A little of that can go a long, long way, yet Gringo keeps circling back to them.

From a film business standpoint, it’s understandable. They are bigger stars than Oyelowo, and Theron’s name helped them get funding. Plus, Joel and Theron each looked at this as an opportunity to say something about the current state of the world, especially since parts of the movie were actually filmed in Mexico right as the Trump campaign was making hay with its promises of building a wall.

So, we are supposed to hate these paper-thin villains and like Harold, which we do. It just grows so repetitive that it quickly feels like the film would have been far better served with only occasional appearances from Edgerton and Theron in favor of a renewed focus on Harold’s alternating buddy cop pairings down in Mexico. Also, either give Seyfried more to do as the unwitting girlfriend to a drug mule or don’t have her and her boyfriend in the movie at all.

THE BOTTOM LINE

Needed about 70% more of David Oyelowo, either 40% more of Amanda Seyfried or none of her at all, and around 80% less of Charlize Theron and Joel Edgerton.

Sidenote: I suck at math.

Buried somewhere inside of Gringo is a solid madcap comedy about a stranger in a strange land and his personal epiphany about what it means to be a good person in a corrupt time.

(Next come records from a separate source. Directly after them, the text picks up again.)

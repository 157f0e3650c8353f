//! World snapshot: the complete visible state handed to the host after each tick.

use glam::DVec3;
use serde::{Deserialize, Serialize};

use crate::enums::TreePhase;
use crate::events::SimEvent;
use crate::types::SimTime;

/// Complete simulation state produced after each tick.
#[derive(Debug, Clone, Default, Serialize, Deserialize)]
pub struct WorldSnapshot {
    pub time: SimTime,
    pub lighting: LightingView,
    pub forest: ForestView,
    pub player: Option<TankView>,
    pub enemies: Vec<TankView>,
    pub trees: Vec<TreeView>,
    pub seeds: Vec<SeedView>,
    pub events: Vec<SimEvent>,
}

/// Outputs of the day-night cycle, consumed by the lighting collaborator.
#[derive(Debug, Clone, Copy, Default, Serialize, Deserialize)]
pub struct LightingView {
    /// Day phase angle in `[0, 2π)`; night when above π.
    pub daytime: f64,
    pub sun_intensity: f64,
    pub ambient_intensity: f64,
}

/// Forest health and scoring.
#[derive(Debug, Clone, Copy, Default, Serialize, Deserialize)]
pub struct ForestView {
    pub live_trees: u32,
    pub desired_trees: u32,
    /// `live / desired`, clamped to `[0, 1]`.
    pub health: f64,
    /// Palette blend for the renderer: 0 = dead, 1 = healthy.
    pub color_blend: f64,
    pub game_over: bool,
}

#[derive(Debug, Clone, Copy, Default, Serialize, Deserialize)]
pub struct TankView {
    pub position: DVec3,
    pub heading: f64,
    /// World heading of the turret.
    pub turret_heading: f64,
    pub speed: f64,
    /// Seeds carried (player only).
    pub seeds: u32,
}

#[derive(Debug, Clone, Copy, Serialize, Deserialize)]
pub struct TreeView {
    pub position: DVec3,
    pub phase: TreePhase,
    pub angle: f64,
    pub dir: f64,
    pub size: f64,
}

#[derive(Debug, Clone, Copy, Serialize, Deserialize)]
pub struct SeedView {
    pub position: DVec3,
    pub age: f64,
}
//! Simulation engine: the core of the game.
//!
//! `SimulationEngine` owns the hecs ECS world, the membership sets and the
//! scene bridge. It applies player commands, runs every system in a fixed
//! order and produces `WorldSnapshot`s. It has no renderer dependency, which
//! keeps it deterministic and testable.

use std::collections::VecDeque;

use glam::{DVec2, DVec3};
use hecs::{Entity, World};
use log::{info, warn};
use rand::SeedableRng;
use rand_chacha::ChaCha8Rng;
use serde::{Deserialize, Serialize};

use forest_core::commands::PlayerCommand;
use forest_core::components::{Seed, Tree};
use forest_core::config::Tuning;
use forest_core::constants::{ARENA_SIZE, ENEMY_SPAWN_INSET, FREE_SPACE_DISTANCE};
use forest_core::events::SimEvent;
use forest_core::state::WorldSnapshot;
use forest_core::types::{SimTime, Transform};
use forest_terrain::Triangulation;

use crate::bridge::SceneBridge;
use crate::registry::Registry;
use crate::systems;
use crate::systems::daynight::DayNight;
use crate::systems::health::ForestHealth;
use crate::systems::seed::SeedSpawner;
use crate::world_setup;

/// Configuration for starting a new simulation.
#[derive(Debug, Clone, Serialize, Deserialize)]
#[serde(default)]
pub struct SimConfig {
    /// RNG seed for determinism. Same seed = same simulation.
    pub seed: u64,
    /// Arena edge length.
    pub arena_size: f64,
    /// Enemies spawned by [`SimulationEngine::populate`].
    pub enemy_count: usize,
    /// Run the day-night cycle. When off, lighting keeps its initial values.
    pub day_night: bool,
    pub tuning: Tuning,
}

impl Default for SimConfig {
    fn default() -> Self {
        Self {
            seed: 42,
            arena_size: ARENA_SIZE,
            enemy_count: 1,
            day_night: false,
            tuning: Tuning::default(),
        }
    }
}

/// The simulation engine. Owns the ECS world and all sim state.
pub struct SimulationEngine<B: SceneBridge> {
    world: World,
    sets: Registry,
    bridge: B,
    rng: ChaCha8Rng,
    tuning: Tuning,
    arena_size: f64,
    enemy_count: usize,
    time: SimTime,
    command_queue: VecDeque<PlayerCommand>,
    events: Vec<SimEvent>,
    spawner: SeedSpawner,
    day_night: DayNight,
    forest: ForestHealth,
    triangulation: Triangulation,
}

impl<B: SceneBridge> SimulationEngine<B> {
    /// Create an engine with an empty world.
    pub fn new(config: SimConfig, bridge: B) -> Self {
        Self {
            world: World::new(),
            sets: Registry::default(),
            bridge,
            rng: ChaCha8Rng::seed_from_u64(config.seed),
            spawner: SeedSpawner::new(&config.tuning),
            tuning: config.tuning,
            arena_size: config.arena_size,
            enemy_count: config.enemy_count,
            time: SimTime::default(),
            command_queue: VecDeque::new(),
            events: Vec::new(),
            day_night: DayNight::new(config.day_night),
            forest: ForestHealth::default(),
            triangulation: Triangulation::default(),
        }
    }

    /// Create an engine and populate it with the standard starting world.
    pub fn with_forest(config: SimConfig, bridge: B) -> Self {
        let mut engine = Self::new(config, bridge);
        engine.populate();
        engine
    }

    /// Plant the starting forest, then spawn the player and enemies in free
    /// space between the trees. The number of trees planted becomes the
    /// desired tree count.
    pub fn populate(&mut self) {
        self.triangulation = world_setup::plant_forest(
            &mut self.world,
            &mut self.sets,
            &mut self.bridge,
            &mut self.rng,
            self.arena_size,
            self.tuning.tree_density,
        );
        self.forest.desired_trees = self.sets.live_trees.len() as u32;
        world_setup::spawn_tanks(
            &mut self.world,
            &mut self.sets,
            &mut self.bridge,
            &mut self.rng,
            &self.triangulation,
            self.arena_size,
            self.enemy_count,
            FREE_SPACE_DISTANCE,
            ENEMY_SPAWN_INSET,
        );
        self.forest.health =
            systems::health::forest_health(self.sets.live_trees.len(), self.forest.desired_trees);
        info!(
            "world ready: {} trees, {} enemies, arena {}",
            self.forest.desired_trees,
            self.sets.enemies.len(),
            self.arena_size
        );
    }

    /// Queue a player command for processing at the next tick boundary.
    pub fn queue_command(&mut self, command: PlayerCommand) {
        self.command_queue.push_back(command);
    }

    /// Apply queued commands, advance the world by `dt` and return the
    /// resulting snapshot. Events raised since the last snapshot are drained
    /// into it.
    pub fn tick(&mut self, dt: f64) -> WorldSnapshot {
        if dt > 0.0 {
            self.process_commands(dt);
        }
        self.update(dt);
        let events = std::mem::take(&mut self.events);
        self.build_snapshot(events)
    }

    /// Advance the world by `dt` seconds. A non-positive (or NaN) `dt` does
    /// nothing.
    ///
    /// Order: dispose queued removals, update every entity in the update
    /// set as it stood at the start of the pass, tick the seed spawner, the
    /// day-night cycle and forest health.
    pub fn update(&mut self, dt: f64) {
        if dt.is_nan() || dt <= 0.0 {
            return;
        }

        systems::cleanup::run(&mut self.world, &mut self.sets, &mut self.bridge);

        for entity in self.sets.updating.snapshot() {
            assert!(
                self.world.contains(entity),
                "entity {entity:?} is in the update set after disposal"
            );
            self.update_entity(entity, dt);
        }

        systems::seed::run(
            &mut self.world,
            &mut self.sets,
            &mut self.bridge,
            &mut self.rng,
            &mut self.spawner,
            &mut self.events,
            dt,
            &self.tuning,
        );
        self.day_night.advance(dt, self.tuning.day_length_secs);
        self.time.advance(dt);
        self.forest
            .update(self.sets.live_trees.len(), self.time.elapsed_secs, &mut self.events);
    }

    /// Snapshot of the current state without draining pending events.
    pub fn snapshot(&self) -> WorldSnapshot {
        self.build_snapshot(self.events.clone())
    }

    fn build_snapshot(&self, events: Vec<SimEvent>) -> WorldSnapshot {
        systems::snapshot::build_snapshot(
            &self.world,
            &self.sets,
            self.time,
            self.day_night.view(),
            self.forest.view(self.sets.live_trees.len()),
            events,
        )
    }

    pub fn time(&self) -> SimTime {
        self.time
    }

    /// Get a read-only reference to the ECS world.
    pub fn world(&self) -> &World {
        &self.world
    }

    pub fn registry(&self) -> &Registry {
        &self.sets
    }

    pub fn bridge(&self) -> &B {
        &self.bridge
    }

    pub fn player(&self) -> Option<Entity> {
        self.sets.player
    }

    /// `live / desired` trees, in `[0, 1]`.
    pub fn forest_health(&self) -> f64 {
        self.forest.health
    }

    pub fn is_game_over(&self) -> bool {
        self.forest.game_over
    }

    pub fn day_night(&self) -> &DayNight {
        &self.day_night
    }

    pub fn seed_spawner(&self) -> &SeedSpawner {
        &self.spawner
    }

    /// Override the desired tree count. `populate` sets it from the layout.
    pub fn set_desired_trees(&mut self, desired: u32) {
        self.forest.desired_trees = desired;
        self.forest.health = systems::health::forest_health(self.sets.live_trees.len(), desired);
    }

    /// Override the seed spawner countdown.
    pub fn set_seed_wait(&mut self, wait: f64) {
        self.spawner.wait = wait;
    }

    pub fn spawn_tree(&mut self, position: DVec3, tree: Tree) -> Entity {
        world_setup::spawn_tree(&mut self.world, &mut self.sets, &mut self.bridge, position, tree)
    }

    pub fn spawn_seed(&mut self, position: DVec3) -> Entity {
        world_setup::spawn_seed(&mut self.world, &mut self.sets, &mut self.bridge, position)
    }

    pub fn spawn_player(&mut self, position: DVec3, heading: f64) -> Entity {
        world_setup::spawn_player(&mut self.world, &mut self.sets, &mut self.bridge, position, heading)
    }

    pub fn spawn_enemy(&mut self, position: DVec3, heading: f64) -> Entity {
        world_setup::spawn_enemy(&mut self.world, &mut self.sets, &mut self.bridge, position, heading)
    }

    /// Rebuild the free-space triangulation from the current tree positions.
    pub fn triangulate(&mut self) {
        let points: Vec<_> = self
            .sets
            .trees
            .iter()
            .filter_map(|t| self.world.get::<&Transform>(t).ok())
            .map(|transform| DVec2::new(transform.position.x, transform.position.z))
            .collect();
        self.triangulation = Triangulation::from_points(&points);
    }

    /// Move a mobile entity into the roomiest free gap between trees.
    pub fn move_to_free_space(&mut self, entity: Entity, min_dist: f64) -> bool {
        world_setup::move_to_free_space(
            &mut self.world,
            &self.sets,
            &mut self.bridge,
            &self.triangulation,
            entity,
            min_dist,
        )
    }

    /// Process all queued commands.
    fn process_commands(&mut self, dt: f64) {
        while let Some(command) = self.command_queue.pop_front() {
            self.handle_command(command, dt);
        }
    }

    /// Handle a single player command.
    fn handle_command(&mut self, command: PlayerCommand, dt: f64) {
        let Some(player) = self.sets.player else {
            warn!("dropping {command:?}: no player tank");
            return;
        };
        match command {
            PlayerCommand::Steer { heading, speed } => systems::tank::steer(
                &mut self.world,
                &mut self.bridge,
                player,
                heading,
                speed,
                dt,
                &self.tuning,
            ),
            PlayerCommand::Stop => systems::tank::stop(&mut self.world, player, &self.tuning),
            PlayerCommand::Look { heading } => {
                systems::tank::look(&mut self.world, player, heading, dt, &self.tuning)
            }
            PlayerCommand::Plant => {
                systems::tank::plant(
                    &mut self.world,
                    &mut self.sets,
                    &mut self.bridge,
                    &mut self.events,
                    player,
                );
            }
        }
    }

    /// Dispatch one entity's update by the components it carries.
    fn update_entity(&mut self, entity: Entity, dt: f64) {
        let (is_tree, is_seed, is_enemy) = match self.world.entity(entity) {
            Ok(e) => (
                e.has::<Tree>(),
                e.has::<Seed>(),
                e.has::<systems::enemy::Brain>(),
            ),
            Err(_) => return,
        };

        if is_tree {
            systems::tree::update(
                &mut self.world,
                &mut self.sets,
                &mut self.bridge,
                entity,
                dt,
                &self.tuning,
            );
        } else if is_seed {
            systems::seed::update(
                &mut self.world,
                &mut self.sets,
                &mut self.bridge,
                &mut self.events,
                entity,
                dt,
                &self.tuning,
            );
        } else {
            let contacts = systems::tank::update(
                &mut self.world,
                &mut self.sets,
                &mut self.bridge,
                &mut self.events,
                entity,
                dt,
                &self.tuning,
            );
            if self.sets.player == Some(entity) {
                systems::tank::collect_seeds(
                    &mut self.world,
                    &mut self.sets,
                    &mut self.events,
                    entity,
                    &contacts,
                );
            }
            if is_enemy {
                systems::enemy::think(
                    &mut self.world,
                    &self.sets,
                    &mut self.bridge,
                    &mut self.rng,
                    entity,
                    dt,
                    &self.tuning,
                );
            }
        }
    }
}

They just lost track of that movie with too many subplots, extraneous characters, and Theron and Edgerton camping it up as unfunny cliches of asshole, corporate Americans.

RANDOM PARTING THOUGHTS

  1. SPOILER WARNING: There is a final comeuppance for Thandie Newton’s character which is needlessly mean-spirited.
  2. Paris Jackson is in this movie, albeit in a very small role. Michael Jackson’s daughter, it turns out, has some decent acting chops. She’s only in one scene, but she leaves enough of an impression that it will be interesting to see her in more movies down the road.